SUPPLIED RECORDS section start

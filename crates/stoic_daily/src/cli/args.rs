//! Command-line argument structures and enums

use clap::{ArgAction, Parser, Subcommand};
use std::path::PathBuf;

#[derive(Parser)]
#[command(name = "stoic-daily")]
#[command(version)]
#[command(about = "Daily, monthly and yearly journal notes with Stoic quotes and practices", long_about = None)]
pub struct Cli {
    /// Use this config file instead of the default location
    #[arg(short, long, global = true)]
    pub config: Option<PathBuf>,

    /// More log output (-v info, -vv debug). RUST_LOG overrides this.
    #[arg(short, long, global = true, action = ArgAction::Count)]
    pub verbose: u8,

    #[command(subcommand)]
    pub command: Commands,
}

#[derive(Subcommand)]
pub enum Commands {
    /// Initialize stoic-daily configuration and the notes folder
    Init {
        /// Vault directory that holds the notes folder (default: ~/notes)
        #[arg(long)]
        vault: Option<PathBuf>,

        /// Name of the notes folder inside the vault (default: stoic-daily)
        #[arg(long)]
        root_folder: Option<String>,
    },

    /// Create today's notes and open the day note in your editor
    #[command(alias = "t")]
    Today {
        /// Day to create instead of today (e.g., "2024-01-15", "yesterday", "last friday")
        #[arg(short, long)]
        date: Option<String>,

        /// Only create the notes, print the day note path
        #[arg(long)]
        no_open: bool,
    },

    /// Keep today's notes present; press Enter to open today's note
    Watch {
        /// Seconds between checks (default: refresh_interval_secs from config)
        #[arg(short, long)]
        interval: Option<u64>,

        /// Never launch the editor, print note paths instead
        #[arg(long)]
        no_open: bool,
    },

    /// Show or change configuration
    Config {
        #[command(subcommand)]
        command: Option<ConfigCommands>,
    },

    /// Manage the day note template
    Template {
        #[command(subcommand)]
        command: TemplateCommands,
    },
}

#[derive(Subcommand)]
pub enum ConfigCommands {
    /// Show the full configuration
    Show,

    /// List the section toggles with their values
    Toggles,

    /// Turn a section on or off (e.g., `set show_quote false`)
    Set {
        /// Toggle name: show_quote, show_morning_note, show_evening_note, show_practice
        toggle: String,

        /// true/false (also on/off, yes/no)
        value: String,
    },

    /// Show or set how day notes are built
    Style {
        /// "sections" or "template" (omit to show the current style)
        style: Option<String>,
    },

    /// Print the config file path
    Path,
}

#[derive(Subcommand)]
pub enum TemplateCommands {
    /// Print the day template (the built-in one if no file exists)
    Show,

    /// Write the built-in template to the template file, if it does not exist yet
    Init,

    /// Open the template file in your editor
    Edit,

    /// List the tokens a template can use
    Tokens,

    /// Render the template for a day without writing anything
    Render {
        /// Day to render (default: today)
        #[arg(short, long)]
        date: Option<String>,
    },
}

SUPPLIED RECORDS section end

THE TASK »
Give only the number of lines in the entries that contain "List".

TASK SOLUTION »
2